Another case where certainty seems permissible is self-fulfilling
prophesies - cases where believing something is true makes it true.
For example, consider "I believe this sentence is true". If you
believe it is true, then it becomes true. Again, assigning p=1.0
to such a statement seems harmless enough.
The classic way to manipulate an intelligent machine is to control
its values. This is "position evaluation" - as a games programmer
might refer to it. However, manipulating priors to be 0 or 1 is
another possible approach. To see how this might work, consider
a machine designed to love humans:
Manipulation via "position evaluation" would involve assigning
low utility values to situations involving harming humans.
Manipulation via prior configuration would set a proposition
such as: "I love humans" to be a very high value - e.g. 1.0.
Rather than resulting in low utility values this would result
in low probabilities being assigned to paths leading to human
harm. Actions involving harming humans would be incompatible
with he machines' beliefs about its own nature - and so would
be assigned low probabilities.
How high a value should machines assign to the "I hate humans"
hypothesis? It seems hard to defend any positive value.
Beliefs about your future goals and nature can act rather like
self-fulfilling prophesies. Humans use this idea in some affirmations. Sometimes believing things about yourself has the effect of making them them come true. When it comes to beliefs, is sometimes possible to fake it until you make it.
Since both value manipulation and prior configuration seem
likely to be effective, I think there's a case for using both
approaches - so that they can reinforce and backup each other.
We should, at least explore the possibility of controlling
intelligent machines by altering some of their priors to 1 and 0.
Reinforcement learning
Lastly, a possible application of this idea involves
reinforcement learning machines. These seem relatively
easy to construct and have formed a significant part of
the modern machine learning landscape - yet they have
been widely criticized for not allowing direct goal
manipulation (all a RL machine values is its reward).

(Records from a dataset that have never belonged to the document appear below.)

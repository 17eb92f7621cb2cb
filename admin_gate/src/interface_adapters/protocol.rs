use admin_session::{HealthStatus, SessionState};
use serde::{Deserialize, Serialize};

// Request payload for admin login.
#[derive(Debug, Deserialize)]
pub struct LoginRequest {
    pub username: String,
    pub password: String,
}

// Response payload for admin login.
#[derive(Debug, Serialize)]
pub struct LoginResponse {
    pub authenticated: bool,
}

// Response payload for logout.
#[derive(Debug, Serialize)]
pub struct LogoutResponse {
    pub revoked: bool,
}

// What a protected page needs to decide between login form and admin layout.
#[derive(Debug, Serialize)]
pub struct SessionResponse {
    pub state: SessionState,
    pub authenticated: bool,
    pub session_error: Option<String>,
}

impl SessionResponse {
    // What a scope the gate has never seen (or already dropped) looks like.
    pub fn signed_out() -> Self {
        Self {
            state: SessionState::NoToken,
            authenticated: false,
            session_error: None,
        }
    }
}

#[derive(Debug, Serialize)]
pub struct DiagnosticsResponse {
    pub backend: HealthStatus,
    pub backend_ready: bool,
    pub last_connectivity_error: Option<String>,
}

// Simple error envelope for JSON responses.
#[derive(Debug, Serialize)]
pub struct ErrorResponse {
    pub message: String,
}
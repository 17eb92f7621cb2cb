use std::sync::Arc;
use std::time::Duration;

use crate::domain::{AdminBackend, AuthContext, AuthError, RawError, SessionStorage};
use crate::use_cases::auth_messages::translate;
use crate::use_cases::classify_rejection::classify;
use crate::use_cases::query_timeout::with_query_timeout;
use crate::use_cases::session_store::{AdminSession, normalize_token};

// Admin login use case with injected dependencies.
pub struct AdminLoginUseCase<B, S> {
    pub backend: B,
    pub session: Arc<AdminSession<S>>,
    // Upper bound for the login call; a hung backend reads as unavailable.
    pub timeout: Duration,
}

impl<B, S> AdminLoginUseCase<B, S>
where
    B: AdminBackend,
    S: SessionStorage,
{
    #[tracing::instrument(name = "admin_login", skip_all, fields(username = %username))]
    pub async fn execute(&self, username: &str, password: &str) -> Result<(), AuthError> {
        let token = match self.request_token(username, password).await {
            Ok(token) => token,
            Err(error) => {
                let details = classify(Some(&error));
                let message = translate(&details, AuthContext::Login);
                tracing::warn!(?error, reason = %message, "admin login failed");
                return Err(AuthError::from_message(message));
            }
        };

        self.session.set_token(&token)?;
        tracing::info!("admin login succeeded");
        Ok(())
    }

    async fn request_token(&self, username: &str, password: &str) -> Result<String, RawError> {
        if !self.backend.is_ready() {
            return Err(RawError::plain("Actor not available"));
        }

        with_query_timeout(self.backend.admin_login(username, password), self.timeout)
            .await?
            .as_deref()
            .and_then(normalize_token)
            .ok_or_else(|| RawError::plain("Invalid username or password"))
    }
}
mod support;

use serde_json::{Value, json};

fn new_scope() -> String {
    format!("tab-{}", uuid::Uuid::new_v4())
}

#[tokio::test]
async fn test_admin_login_then_session_is_valid() {
    let base_url = support::ensure_gate();
    let client = reqwest::Client::new();
    support::wait_until_backend_ready(&client, base_url).await;
    let scope = new_scope();

    let res = client
        .post(format!("{base_url}/admin/login"))
        .header("x-session-scope", &scope)
        .json(&json!({ "username": "admin", "password": support::ADMIN_PASSWORD }))
        .send()
        .await
        .expect("request should succeed");
    assert_eq!(res.status(), reqwest::StatusCode::OK);

    let session: Value = client
        .get(format!("{base_url}/admin/session"))
        .header("x-session-scope", &scope)
        .send()
        .await
        .expect("request should succeed")
        .json()
        .await
        .expect("expected json body");

    assert_eq!(session["state"], "valid");
    assert_eq!(session["authenticated"], true);
}

#[tokio::test]
async fn test_admin_login_with_wrong_password_is_rejected() {
    let base_url = support::ensure_gate();
    let client = reqwest::Client::new();
    support::wait_until_backend_ready(&client, base_url).await;

    let res = client
        .post(format!("{base_url}/admin/login"))
        .header("x-session-scope", new_scope())
        .json(&json!({ "username": "admin", "password": "wrong" }))
        .send()
        .await
        .expect("request should succeed");

    assert_eq!(res.status(), reqwest::StatusCode::UNAUTHORIZED);
    let body: Value = res.json().await.expect("expected json body");
    assert_eq!(
        body["message"],
        "Invalid username or password. Please check your credentials and try again."
    );
}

RL machines typically don't allow direct prior
manipulation either. However, as many religious humans
illustrate, their priors - and thus their behavior can
still be effectively manipulated by during a youthful
period of indoctrination in a controlled environment.
While manipulating rewards is the most obvious
means of controlling a RL machine, we might also want
to consider manipulating priors during a period of
initial indoctrination. This could act as a backup
mechanism - and help to avoid undesirable behaviors
involving direct access to the reward channel.